Вполне предсказуемым образом следующее поколение восторгалось «Королем Лиром» по тем самым причинам, которые вызвали у Джонсона столь острую реакцию отторжения. Неоклассицизм, тяготевший к «гармонии», «правдоподобию» и моральным нормам, согласно которым добродетель должна быть вознаграждена, а порок наказан, пал под натиском романтизма с его любовью к эмоциональным потрясениям как разновидности возвышенного. В «Философском исследовании о происхождении наших идей возвышенного и прекрасного» (1757) Эдмунд Бёрк писал: «Все, что каким-либо образом устроено так, что возбуждает идеи удовольствия и опасности, — другими словами, все, что в какой-либо степени является ужасным или связано с предметами, внушающими ужас или подобие ужаса, является источником возвышенного, то есть вызывает самую сильную эмоцию, которую душа способна испытывать». Тот самый шок, из-за которого Джонсон не смог даже перечесть заключительные сцены «Короля Лира», здесь объявлен залогом фило­софского и физического удовлетворения; задача искусства отныне состоит в том, чтобы изображать аффект — предельное напряжение чувств — с помощью «предметов, внушающих ужас». «…Нет такого зрелища, за которым мы бы так жадно следили, как за картиной какого-либо необычного и тяжелого бедствия», — отмечает Бёрк.
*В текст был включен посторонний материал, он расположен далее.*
//! Views that depend on a table, from `information_schema.view_table_usage`
//! joined to `information_schema.views`.

use sqlreflect_sql::{Join, OrderBy, SelectStmt};

use crate::catalog::{self, col, text, text_as};
use crate::record::{FromRecord, Record};
use crate::{DecodeError, Queryer, Result, TableIdent, Tristate};

/// A view whose definition uses the reflected table.
#[derive(Debug, Clone, PartialEq, Eq)]
pub struct ViewDependency {
    pub view: TableIdent,
    /// The view's query text. Never empty.
    pub definition: String,
    pub check_option: Option<String>,
    pub is_updatable: Tristate,
    pub is_insertable_into: Tristate,
}

impl FromRecord for ViewDependency {
    fn from_record(r: &Record) -> Result<Self, DecodeError> {
        // The catalog hides definitions of views the current role doesn't own.
        let definition = r
            .opt_string("view_definition")?
            .filter(|d| !d.trim().is_empty())
            .ok_or_else(|| DecodeError::Empty {
                column: "view_definition".to_owned(),
            })?;

        Ok(ViewDependency {
            view: TableIdent::from_record(r, "view")?,
            definition,
            check_option: r.opt_string("check_option")?,
            is_updatable: r.tristate("is_updatable")?,
            is_insertable_into: r.tristate("is_insertable_into")?,
        })
    }
}

/// Views using `table`, by view schema then name.
pub async fn in_views(queryer: &dyn Queryer, table: &TableIdent) -> Result<Vec<ViewDependency>> {
    let stmt = SelectStmt::new()
        .columns([
            text_as("v", "table_catalog", "view_catalog"),
            text_as("v", "table_schema", "view_schema"),
            text_as("v", "table_name", "view_name"),
            text("v", "view_definition"),
            text("v", "check_option"),
            text("v", "is_updatable"),
            text("v", "is_insertable_into"),
        ])
        .from(catalog::view("view_table_usage", "u"))
        .join(Join::inner(
            catalog::view("views", "v"),
            col("v", "table_catalog")
                .eq(col("u", "view_catalog"))
                .and(col("v", "table_schema").eq(col("u", "view_schema")))
                .and(col("v", "table_name").eq(col("u", "view_name"))),
        ))
        .order_by(OrderBy::asc(col("v", "table_schema")))
        .order_by(OrderBy::asc(col("v", "table_name")));
    let stmt = catalog::scoped(stmt, "u");

    catalog::fetch(
        queryer,
        table,
        "in_views",
        &stmt,
        &catalog::scope_params(table),
    )
    .await
}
Традиционный театр пока предпочитал перелицованную версию Нейема Тейта, но читатели эпохи романтизма открыли для себя сладостный ужас настоящего Шекспира.

Путь назад, к оригиналу, проторил немецкий критик и переводчик Август Шлегель (немецкие романтики вообще первыми взялись за серьезную переоценку шекспировского наследия и даже подняли Шекспира на знамя, объявив «своим» поэтом). В глазах Шлегеля «Король Лир» обладал возвышенной стихийной силой, как водопад или ураган. Сюжет трагедии «являет падение с величайших высот в глубочайшую бездну скорби, где человеческое естество лишается всех внутренних и внешних прикрас и трепещет в осознании собственной наготы и беспомощности». В этой пьесе, по выражению Шлегеля, «тщетны любые усилия сострадания». Английский эссеист Уильям Хэзлитт тоже проводил параллель между помешательством Лира и буйством природной стихии: «Рассудок Лира <…> подобен могучему кораблю, кидаемому ветром туда-сюда, осаждаемому свирепыми валами, но все еще сопротивляющемуся буре, поскольку якорь прочно закреплен на дне; или же он похож на остроконечный утес, окруженный со всех сторон кипящими волнами, которые, пенясь, разбиваются о него; наконец, он сходен с обширным мысом, сорванным со своего основания мощным землетрясением». Поэту-романтику С. Т. Кольриджу, читавшему лекции о Шекспире в момент, когда Наполеон готовился к опрометчивому вторжению в Россию, виделось: автор «Короля Лира» изучил природу «слишком глубоко, чтобы не знать, что чистая сила, внеположная всякой морали, неизбежно вызывает восхищение и любование, будь она проявлена в победах Бонапарта или Тамерлана или же в шуме и реве водного потока, низвергающегося с горных высот». Итак, для романтиков драматическая мощь «Короля Лира» есть мощь самой природы. В такой оценке Шекспира отображается вся суть новой, радикальной романтической эстетики: «возвышенное» становится абсолютной ценностью, соизмеримой разве что с грозной, вели­чественной стихией природы, к которой неприменимы ничтожные человеческие понятия морали и справедливости.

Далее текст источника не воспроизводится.